» TASK DETAILS: Using the data below, return the stretch from the line that contains "let input = BufReader::new(tokio::io::stdin());" through the line that contains "not parse config", both included, exactly as it stands and nothing beyond it.

» AVAILABLE DATA:
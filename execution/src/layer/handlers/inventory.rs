use super::super::*;
use crate::effects::draw_reward;
use arcade_types::casino::{BoxTier, RewardEffect};

impl Layer {
    // === Inventory and Pool Handler Methods ===

    pub(in crate::layer) async fn handle_open_box(
        &self,
        caller: &AccountId,
        tier: BoxTier,
    ) -> Result<Settled, Rejection> {
        let price = tier.price();
        self.ledger.withdraw(caller, price).await?;
        let reward = draw_reward(tier, &mut self.fork_rng());

        let buff = match reward.effect {
            RewardEffect::Item => {
                self.inventory.grant(caller, reward.label);
                None
            }
            RewardEffect::Buff(kind) => {
                self.buffs.grant(caller, kind, kind.default_duration_secs());
                Some(kind)
            }
            RewardEffect::ItemWithBuff(kind) => {
                self.inventory.grant(caller, reward.label);
                self.buffs.grant(caller, kind, kind.default_duration_secs());
                Some(kind)
            }
        };
        info!(%caller, %tier, reward = reward.label, "box opened");
        Ok(Settled::debit(
            Event::BoxOpened {
                tier,
                reward: reward.label.to_string(),
                buff,
            },
            price,
        ))
    }

    pub(in crate::layer) fn handle_inventory(
        &self,
        caller: &AccountId,
    ) -> Result<Settled, Rejection> {
        Ok(Settled::neutral(Event::Inventory(self.inventory.items(caller))))
    }

    pub(in crate::layer) fn handle_give_item(
        &self,
        caller: &AccountId,
        to: &AccountId,
        query: &str,
    ) -> Result<Settled, Rejection> {
        if to.is_pool() {
            return Err(Rejection::invalid("pools cannot hold items"));
        }
        let item = self.inventory.transfer(caller, to, query)?;
        Ok(Settled::neutral(Event::ItemGiven {
            to: to.clone(),
            item,
        }))
    }

    pub(in crate::layer) fn handle_pool_create(
        &self,
        caller: &AccountId,
        name: &str,
    ) -> Result<Settled, Rejection> {
        let name = self.pools.create(caller, name)?;
        Ok(Settled::neutral(Event::PoolCreated { name }))
    }

    pub(in crate::layer) fn handle_pool_add_member(
        &self,
        caller: &AccountId,
        name: &str,
        member: &AccountId,
    ) -> Result<Settled, Rejection> {
        if member.is_pool() {
            return Err(Rejection::invalid("a pool cannot join a pool"));
        }
        let name = self.pools.add_member(caller, name, member)?;
        Ok(Settled::neutral(Event::PoolMemberAdded {
            name,
            member: member.clone(),
        }))
    }

    pub(in crate::layer) async fn handle_pool_deposit(
        &self,
        caller: &AccountId,
        name: &str,
        amount: Amount,
    ) -> Result<Settled, Rejection> {
        let balance = self.pools.deposit(caller, name, amount).await?;
        Ok(Settled::debit(
            Event::PoolBalance {
                name: name.trim().to_lowercase(),
                balance,
            },
            amount,
        ))
    }

    pub(in crate::layer) async fn handle_pool_withdraw(
        &self,
        caller: &AccountId,
        name: &str,
        amount: Amount,
    ) -> Result<Settled, Rejection> {
        let balance = self.pools.withdraw(caller, name, amount).await?;
        Ok(Settled::credit(
            Event::PoolBalance {
                name: name.trim().to_lowercase(),
                balance,
            },
            amount,
        ))
    }

    pub(in crate::layer) async fn handle_pool_balance(
        &self,
        caller: &AccountId,
        name: &str,
    ) -> Result<Settled, Rejection> {
        let balance = self.pools.balance(caller, name).await?;
        Ok(Settled::neutral(Event::PoolBalance {
            name: name.trim().to_lowercase(),
            balance,
        }))
    }
}
//! Wheel of chance: 37 pockets, zero is green, odd pockets red, even black.
//!
//! Payouts are gross (stake included):
//! - Red / Black: 2x
//! - Green: 35x
//! - Exact number: 36x

use super::GameRng;
use arcade_types::{
    casino::{
        Color, WheelBet, WHEEL_COLOR_MULTIPLIER, WHEEL_GREEN_MULTIPLIER, WHEEL_NUMBER_MULTIPLIER,
        WHEEL_POCKETS,
    },
    Amount,
};

/// Result of one spin.
#[derive(Clone, Copy, Debug, PartialEq, Eq)]
pub struct Spin {
    pub number: u8,
    pub color: Color,
    pub payout: Amount,
}

/// Check if a bet wins for a given pocket.
pub fn bet_wins(bet: WheelBet, number: u8) -> bool {
    match bet {
        WheelBet::Number(chosen) => chosen == number,
        WheelBet::Color(color) => Color::of(number) == color,
    }
}

/// Gross payout multiplier of a winning bet.
pub fn payout_multiplier(bet: WheelBet) -> u64 {
    match bet {
        WheelBet::Number(_) => WHEEL_NUMBER_MULTIPLIER,
        WheelBet::Color(Color::Green) => WHEEL_GREEN_MULTIPLIER,
        WheelBet::Color(Color::Red | Color::Black) => WHEEL_COLOR_MULTIPLIER,
    }
}

/// Settle a bet against a known pocket.
pub fn settle(bet: WheelBet, stake: Amount, number: u8) -> Spin {
    let payout = if bet_wins(bet, number) {
        stake.saturating_mul(payout_multiplier(bet))
    } else {
        0
    };
    Spin {
        number,
        color: Color::of(number),
        payout,
    }
}

pub fn spin(bet: WheelBet, stake: Amount, rng: &mut GameRng) -> Spin {
    let number = rng.next_bounded(WHEEL_POCKETS as u32) as u8;
    settle(bet, stake, number)
}
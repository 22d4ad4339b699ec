use anyhow::Context;
use arcade_node::{console, engine::Engine, Config, ValidatedConfig};
use clap::{Arg, Command};
use futures::future::try_join_all;
use tokio::{
    io::{AsyncWriteExt, BufReader},
    sync::{mpsc, watch},
};
use tracing::{error, info};

const RESPONSE_BACKLOG: usize = 256;

fn init_logging(config: &ValidatedConfig) {
    let builder = tracing_subscriber::fmt().with_max_level(config.log_level);
    // Logs go to stderr; stdout carries responses.
    if config.json_logs {
        builder.json().with_writer(std::io::stderr).init();
    } else {
        builder.with_writer(std::io::stderr).init();
    }
}

async fn run(config: ValidatedConfig) -> anyhow::Result<()> {
    let engine = Engine::new(&config).context("could not open data directory")?;

    // Start background tasks
    let (shutdown_tx, shutdown_rx) = watch::channel(false);
    let tasks = engine.start(shutdown_rx);

    // Write responses as JSON lines
    let (responses_tx, mut responses_rx) = mpsc::channel::<console::Response>(RESPONSE_BACKLOG);
    let writer = tokio::spawn(async move {
        let mut stdout = tokio::io::stdout();
        while let Some(response) = responses_rx.recv().await {
            let mut line = serde_json::to_string(&response)?;
            line.push('\n');
            stdout.write_all(line.as_bytes()).await?;
            stdout.flush().await?;
        }
        Ok::<_, anyhow::Error>(())
    });

    // Serve until input closes or we are interrupted
    let input = BufReader::new(tokio::io::stdin());
    tokio::select! {
        result = console::serve(engine.layer().clone(), engine.climb_tick(), input, responses_tx) => {
            result.context("failed to read requests")?;
            info!("input closed");
        }
        _ = tokio::signal::ctrl_c() => {
            info!("shutdown requested");
        }
    }

    // Stop background tasks
    let _ = shutdown_tx.send(true);
    if let Err(e) = try_join_all(tasks).await {
        error!(?e, "task failed");
    }
    writer.abort();
    Ok(())
}

fn main() -> anyhow::Result<()> {
    // Parse arguments
    let matches = Command::new("arcade-node")
        .about("Runs the arcade economy and serves JSON-line requests on stdin.")
        .arg(Arg::new("config").long("config").required(true))
        .get_matches();

    // Load config
    let config_file = matches
        .get_one::<String>("config")
        .context("missing --config")?;
    let config_file = std::fs::read_to_string(config_file)
        .with_context(|| format!("could not read config file {config_file}"))?;
    let config: Config =
        serde_yaml::from_str(&config_file).context("could not parse config file")?;
    let config = config.validate()?;

    // Configure telemetry
    init_logging(&config);
    info!(directory = ?config.directory, "loaded config");

    // Start runtime
    let runtime = tokio::runtime::Builder::new_multi_thread()
        .enable_all()
        .build()
        .context("could not start runtime")?;
    runtime.block_on(run(config))
}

» YOUR RESPONSE:
    let input = BufReader::new(tokio::io::stdin());
    tokio::select! {
        result = console::serve(engine.layer().clone(), engine.climb_tick(), input, responses_tx) => {
            result.context("failed to read requests")?;
            info!("input closed");
        }
        _ = tokio::signal::ctrl_c() => {
            info!("shutdown requested");
        }
    }

    // Stop background tasks
    let _ = shutdown_tx.send(true);
    if let Err(e) = try_join_all(tasks).await {
        error!(?e, "task failed");
    }
    writer.abort();
    Ok(())
}

fn main() -> anyhow::Result<()> {
    // Parse arguments
    let matches = Command::new("arcade-node")
        .about("Runs the arcade economy and serves JSON-line requests on stdin.")
        .arg(Arg::new("config").long("config").required(true))
        .get_matches();

    // Load config
    let config_file = matches
        .get_one::<String>("config")
        .context("missing --config")?;
    let config_file = std::fs::read_to_string(config_file)
        .with_context(|| format!("could not read config file {config_file}"))?;
    let config: Config =
        serde_yaml::from_str(&config_file).context("could not parse config file")?;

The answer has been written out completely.